Dylevsky voiced concern that the iron-fisted leader's weekend telephone calls with Russian President Vladimir Putin could herald an attempt by the country's giant eastern neighbor to send in troops to prop up Lukashenko.
“We don't want that, and we won't let that happen,” he said.
Lukashenko spoke twice with Putin over the weekend and reported the Russian leader told him Moscow stands ready to provide support in the face of what he described as foreign aggression.
He claimed that NATO nations are beefing up military forces on the border with Belarus — a claim the alliance rejected.
Lithuanian officials pointed at a military exercise Belarus abruptly launched near the borders with Lithuania and Poland on Monday and warned about worrying signs that Russia might be planning to use the situation to take over Belarus.
“If they consider just incorporating the country in a simple way, the consequences would be unpredictable," Lithuanian Foreign Minister Linas Linkevicius said.
Alexander Klaskovsky, an independent Minsk-based political analyst, said the conversations with Putin may reflect the Kremlin mulling support for Lukashenko in exchange for his consent for a closer union between the two nations, which he had resisted in the past.
“Russia understands Lukashenko's weakness and is preparing its own scenario, which could envisage a deep integration in exchange for military assistance,” Klaskovsky said.

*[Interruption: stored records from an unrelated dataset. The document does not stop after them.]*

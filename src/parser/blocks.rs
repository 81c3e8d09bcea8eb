/// Configuration text scoped to one `interface` stanza.
#[derive(Debug, Clone, PartialEq, Eq)]
pub struct InterfaceBlock {
    pub name: String,
    /// The stanza including its `interface` header line.
    pub text: String,
}

/// Split a full running configuration into interface stanzas.
///
/// A stanza starts at a non-indented `interface <name>` line and runs until
/// the next non-indented line. Everything outside a stanza is dropped.
pub fn split_interface_blocks(config: &str) -> Vec<InterfaceBlock> {
    let mut blocks = Vec::new();
    let mut current: Option<InterfaceBlock> = None;

    for line in config.lines() {
        let line = line.trim_end_matches('\r');
        let indented = line.starts_with(' ') || line.starts_with('\t');

        if indented {
            if let Some(block) = current.as_mut() {
                block.text.push_str(line);
                block.text.push('\n');
            }
            continue;
        }

        if let Some(block) = current.take() {
            blocks.push(block);
        }

        if let Some(name) = interface_header(line) {
            current = Some(InterfaceBlock {
                name: name.to_string(),
                text: format!("{line}\n"),
            });
        }
    }

    if let Some(block) = current {
        blocks.push(block);
    }

    blocks
}

fn interface_header(line: &str) -> Option<&str> {
    let mut tokens = line.split_whitespace();
    let keyword = tokens.next()?;
    if !keyword.eq_ignore_ascii_case("interface") {
        return None;
    }
    let name = tokens.next()?;
    Some(name)
}
use std::fs;
use std::path::PathBuf;
use std::process::Command;
use std::time::{SystemTime, UNIX_EPOCH};

fn temp_path(label: &str) -> PathBuf {
    let mut path = std::env::temp_dir();
    let nanos = SystemTime::now()
        .duration_since(UNIX_EPOCH)
        .unwrap()
        .as_nanos();
    path.push(format!("relay_enforce_{label}_{}_{}", std::process::id(), nanos));
    path
}

fn write_temp_file(label: &str, contents: &str) -> PathBuf {
    let path = temp_path(label);
    fs::write(&path, contents).expect("write temp file");
    path
}

const POLICY: &str = r#"# Name: DHCP Relays
"Key","Relays","Exclusions"
"Site-001","10.1.1.1,10.1.1.3","10.9.9.9"
"#;

const IOS_CONFIG: &str = "\
hostname edge-01
!
interface Vlan10
 ip address 10.1.10.1 255.255.255.0
 ip helper-address 10.1.1.1
 ip helper-address 10.1.1.2
 ip helper-address 10.9.9.9
!
interface Vlan20
 ip address 10.1.20.1 255.255.255.0
 ip helper-address 10.1.1.1
 ip helper-address 10.1.1.3
!
interface Loopback0
 ip address 10.255.0.1 255.255.255.255
!
";

const SCAN_IOS: &[&str] = &["scan", "--key", "Site-001", "--platform", "ios"];

fn run(args: &[&str], config: &PathBuf, policy: &PathBuf) -> std::process::Output {
    let exe = env!("CARGO_BIN_EXE_relay-enforce");
    Command::new(exe)
        .args(args)
        .arg("--config")
        .arg(config)
        .arg("--policy")
        .arg(policy)
        .output()
        .expect("run binary")
}

#[test]
fn test_cli_scan_reports_changes() {
    let config = write_temp_file("scan_cfg", IOS_CONFIG);
    let policy = write_temp_file("scan_policy", POLICY);

    let output = run(SCAN_IOS, &config, &policy);

    assert!(output.status.success());
    let stdout = String::from_utf8_lossy(&output.stdout);
    assert!(stdout.contains("Interfaces scanned: 3"));
    assert!(stdout.contains("Interfaces with relays: 2"));
    assert!(stdout.contains("Plans generated: 2 (1 already compliant)"));
    assert!(stdout.contains("REMOVE: 10.1.1.2"));
    assert!(stdout.contains("ADD: 10.1.1.3"));
    assert!(!stdout.contains("REMOVE: 10.9.9.9"));
}

#[test]
fn test_cli_scan_json_output() {
    let config = write_temp_file("scan_json_cfg", IOS_CONFIG);
    let policy = write_temp_file("scan_json_policy", POLICY);

    let args = [SCAN_IOS, &["--format", "json"][..]].concat();
    let output = run(&args, &config, &policy);

    assert!(output.status.success());
    let report: serde_json::Value =
        serde_json::from_slice(&output.stdout).expect("valid json report");
    assert_eq!(report["mode"], "dry-run");
    assert_eq!(report["stats"]["relays_to_remove"], 1);
    assert_eq!(report["plans"][0]["interface"], "Vlan10");
    assert_eq!(
        report["plans"][0]["commands"][0],
        "no ip helper-address 10.1.1.2"
    );
}

#[test]
fn test_cli_scan_missing_input() {
    let config = temp_path("missing_input");
    let policy = write_temp_file("missing_input_policy", POLICY);

    let output = run(SCAN_IOS, &config, &policy);

    assert!(!output.status.success());
    let stderr = String::from_utf8_lossy(&output.stderr);
    assert!(stderr.contains("Failed to open input file"));
}

#[test]
fn test_cli_scan_unknown_key_is_reported_not_fatal() {
    let config = write_temp_file("unknown_key_cfg", IOS_CONFIG);
    let policy = write_temp_file("unknown_key_policy", POLICY);

    let args = ["scan", "--key", "Site-404", "--platform", "ios"];
    let output = run(&args, &config, &policy);

    assert!(output.status.success());
    let stdout = String::from_utf8_lossy(&output.stdout);
    assert!(stdout.contains("Interfaces skipped: 2"));
    assert!(stdout.contains("does not exist in the relay policy list"));
}

#[test]
fn test_cli_verify_exit_code_indicates_changes() {
    let config = write_temp_file("verify_cfg", IOS_CONFIG);
    let policy = write_temp_file("verify_policy", POLICY);

    let args = ["verify", "--key", "Site-001", "--platform", "ios"];
    let output = run(&args, &config, &policy);

    assert!(!output.status.success());
    let stdout = String::from_utf8_lossy(&output.stdout);
    assert!(stdout.contains("- ip helper-address 10.1.1.2"));
    assert!(stdout.contains("+ ip helper-address 10.1.1.3"));
    let stderr = String::from_utf8_lossy(&output.stderr);
    assert!(stderr.contains("verify: changes detected"));

    let args = [&args[..], &["--interface", "Vlan20"][..]].concat();
    let output = run(&args, &config, &policy);
    assert!(output.status.success());
    assert!(String::from_utf8_lossy(&output.stdout).contains("No changes."));
}

#[test]
fn test_cli_scan_logs_malformed_relay_line() {
    let config = write_temp_file(
        "malformed_cfg",
        "interface Vlan30\n ip helper-address 10.1.1.300\n ip helper-address 10.1.1.1\n",
    );
    let policy = write_temp_file("malformed_policy", POLICY);

    let output = run(SCAN_IOS, &config, &policy);

    assert!(output.status.success());
    let stderr = String::from_utf8_lossy(&output.stderr);
    assert!(stderr.contains("WARN"));
    assert!(stderr.contains("invalid relay address \"10.1.1.300\""));
    let stdout = String::from_utf8_lossy(&output.stdout);
    assert!(stdout.contains("Anomalies: 1"));
    assert!(stdout.contains("Warning: Vlan30: Unrecognized relay line: line 2"));
    assert!(stdout.contains("ADD: 10.1.1.3"));
}

#[test]
fn test_cli_apply_rejects_same_input_output() {
    let config = write_temp_file("same_io", IOS_CONFIG);
    let policy = write_temp_file("same_io_policy", POLICY);

    let exe = env!("CARGO_BIN_EXE_relay-enforce");
    let output = Command::new(exe)
        .args(["apply", "--key", "Site-001", "--platform", "ios"])
        .arg("--config")
        .arg(&config)
        .arg("--policy")
        .arg(&policy)
        .arg("--out")
        .arg(&config)
        .output()
        .expect("run binary");

    assert!(!output.status.success());
    let stderr = String::from_utf8_lossy(&output.stderr);
    assert!(stderr.contains("Output path must be different from input path"));
}

#[test]
fn test_cli_apply_requires_force_for_existing_output() {
    let config = write_temp_file("existing_out_cfg", IOS_CONFIG);
    let policy = write_temp_file("existing_out_policy", POLICY);
    let out = write_temp_file("existing_out_out", "! old script\n");

    let exe = env!("CARGO_BIN_EXE_relay-enforce");
    let output = Command::new(exe)
        .args(["apply", "--key", "Site-001", "--platform", "ios"])
        .arg("--config")
        .arg(&config)
        .arg("--policy")
        .arg(&policy)
        .arg("--out")
        .arg(&out)
        .output()
        .expect("run binary");

    assert!(!output.status.success());
    let stderr = String::from_utf8_lossy(&output.stderr);
    assert!(stderr.contains("Output file already exists"));
    assert_eq!(fs::read_to_string(&out).unwrap(), "! old script\n");
}

#[test]
fn test_cli_apply_writes_session_script() {
    let config = write_temp_file("apply_cfg", IOS_CONFIG);
    let policy = write_temp_file("apply_policy", POLICY);
    let out = temp_path("apply_out");

    let exe = env!("CARGO_BIN_EXE_relay-enforce");
    let output = Command::new(exe)
        .args(["apply", "--key", "Site-001", "--sys-descr"])
        .arg("Cisco IOS Software, C3750E Software (C3750E-UNIVERSALK9-M), Version 15.2(4)E10")
        .arg("--config")
        .arg(&config)
        .arg("--policy")
        .arg(&policy)
        .arg("--out")
        .arg(&out)
        .output()
        .expect("run binary");

    assert!(output.status.success());
    let script = fs::read_to_string(&out).expect("script written");
    assert!(script.contains(
        "configure terminal\ninterface Vlan10\n no ip helper-address 10.1.1.2\n ip helper-address 10.1.1.3\nexit\nend\ncopy running-config startup-config\n"
    ));
    assert!(!script.contains("interface Vlan20"));
    assert!(!script.contains("10.9.9.9"));

    let mut lines = script.lines();
    let run_id = lines
        .next()
        .and_then(|line| line.strip_prefix("! relay-enforce run "))
        .expect("run id header");
    assert!(uuid::Uuid::parse_str(run_id).is_ok(), "{run_id}");
    let device = lines.next().expect("device header");
    assert!(device.starts_with("! device relay_enforce_apply_cfg_"));
    assert!(device.ends_with(" (ios) policy key Site-001"));
}

#[test]
fn test_cli_requires_platform() {
    let config = write_temp_file("no_platform_cfg", IOS_CONFIG);
    let policy = write_temp_file("no_platform_policy", POLICY);

    let output = run(&["scan", "--key", "Site-001"], &config, &policy);

    assert!(!output.status.success());
    let stderr = String::from_utf8_lossy(&output.stderr);
    assert!(stderr.contains("Either --platform or --sys-descr must be supplied"));
}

The official results of the election gave Lukashenko 80 percent of the votes and Tsikhanouskaya only 10 percent, but the opposition claimed the outcome was falsified.
Tsikhanouskaya has cited reports from precincts around the country showed her winning 60-70 percent of the vote.
The 37-year-old former teacher left for neighboring Lithuania on August 11 under what her associates described as pressure from law enforcement officials.
Her husband, an opposition blogger, has been jailed since May, and she had replaced him on the ballot.
In a video statement released Monday, Tsikhanouskaya said she was prepared to step in as president.